Thanks to some intensive Googling one wet Sunday afternoon at the back end of winter, Mr Blue-Shirt had managed to find us somewhere to stay in the Sassi themselves. It is claimed that they comprise up to twelve layers of dwellings, and the apartment he had booked was located about half way down, and therefore, much like everywhere else in the Sassi, only accessible on foot. In fact, there is only one proper road that passes through the Sassi, and that is only for access, so all cars have to be left up in the modern part of the city in any event.
Fortunately, our host had told us where to park and where to enter the Sassi, and also sent us a location pin – without which it would have been almost impossible to find our accommodation, for the Sassi are such a mind-boggling tangle of serpentine alleys, steep stairways, narrow arches – as well as eye-level chimneys and floor-level rooves – that they defy any proper mapping. So with our phones in one hand and our bags in the other, we wound our way down a series of steep, cobbled lanes and staircases and finally arrived in front of a tall, narrow palazzo that appeared to be growing out of a neighbouring section of the same honey-coloured stone. And once we had mastered the hefty, complicated lock, we found ourselves in a delightful higgledy-piggledy apartment with arched, solid stone ceilings and narrow, carved stone staircase linking three different levels. Better still, the whole of the rest of the Sassi district was literally on our doorstep.
Those who like to move from one sight to another by the most efficient route possible will find the place utterly maddening, for in addition to the difficulty of mapping the Sassi, many of the alleys and lanes linking the main thoroughfares have no names either. So getting around the place is largely a matter of just following your nose and seeing where you arrive, wherever that may be, safe in the knowledge that it will still be fascinating, even if it isn’t quite the place you were aiming for, and that you will eventually find the place you were originally aiming for, even when you are no longer looking for it. That said, the key sights, such as the incredible rupestrian (cave) churches, museums and galleries are actually very well signposted. Even so, it is impossible to go very far without bumping into other visitors with similar ‘I wonder what’s round here’ expressions on their faces. Indeed, we found that much of the charm of the place was the sense of discovery it offered at every turn. But if the feeling of going round in ever decreasing circles becomes too much, there are plenty of opportunities to enjoy a cappuccino or a beer while you regain your bearings.
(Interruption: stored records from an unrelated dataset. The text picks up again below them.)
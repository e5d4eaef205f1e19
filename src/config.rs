//! `sqlobjects.toml` settings for the command-line tool.
//!
//! Every section and key is optional. A config path that does not exist
//! yields the defaults; a file that exists but fails to parse is an error.

use std::path::Path;

use serde::Deserialize;

use crate::error::SqlObjectError;
use crate::obfuscator::Obfuscator;

#[derive(Debug, Clone, Default, PartialEq, Deserialize)]
#[serde(default, deny_unknown_fields)]
pub struct SqlObjectsConfig {
    pub obfuscation: ObfuscationConfig,
    pub serializer: SerializerConfig,
    pub hasher: HasherConfig,
}

#[derive(Debug, Clone, Default, PartialEq, Deserialize)]
#[serde(default, deny_unknown_fields)]
pub struct ObfuscationConfig {
    /// Strings that are never rewritten, on top of the built-in set.
    pub extra_exempt: Vec<String>,
}

#[derive(Debug, Clone, Default, PartialEq, Deserialize)]
#[serde(default, deny_unknown_fields)]
pub struct SerializerConfig {
    pub pretty: bool,
}

#[derive(Debug, Clone, PartialEq, Deserialize)]
#[serde(default, deny_unknown_fields)]
pub struct HasherConfig {
    pub strict: bool,
}

impl Default for HasherConfig {
    fn default() -> Self {
        Self { strict: true }
    }
}

impl SqlObjectsConfig {
    /// Loads the config at `path`, or the defaults when the file is absent.
    pub fn load(path: &Path) -> Result<Self, SqlObjectError> {
        if !path.exists() {
            tracing::debug!(path = %path.display(), "no config file, using defaults");
            return Ok(Self::default());
        }

        let content = std::fs::read_to_string(path).map_err(|e| {
            SqlObjectError::config(format!("{}: could not read file: {e}", path.display()), path.to_path_buf())
        })?;
        let config = Self::parse(&content).map_err(|e| {
            SqlObjectError::config(format!("{}: invalid syntax: {e}", path.display()), path.to_path_buf())
        })?;

        tracing::debug!(
            path = %path.display(),
            extra_exempt = config.obfuscation.extra_exempt.len(),
            pretty = config.serializer.pretty,
            strict = config.hasher.strict,
            "loaded config"
        );
        Ok(config)
    }

    pub fn parse(content: &str) -> Result<Self, toml::de::Error> {
        toml::from_str(content)
    }

    /// A fresh obfuscation session honoring the configured exemptions.
    pub fn obfuscator(&self) -> Obfuscator {
        Obfuscator::with_exemptions(self.obfuscation.extra_exempt.iter().cloned())
    }
}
Well, there are in spring, when there enough visitors to give the place a buzz, but not so many it feels overrun; and when the temperatures are in that Goldilocks zone that makes sightseeing a pleasure not a sweaty ordeal. And, more importantly, means it is perfectly comfortable to sit outside for aperitivi and enjoy sight of this most remarkable of cities fade to coppery pink in the slanting rays of the setting sun…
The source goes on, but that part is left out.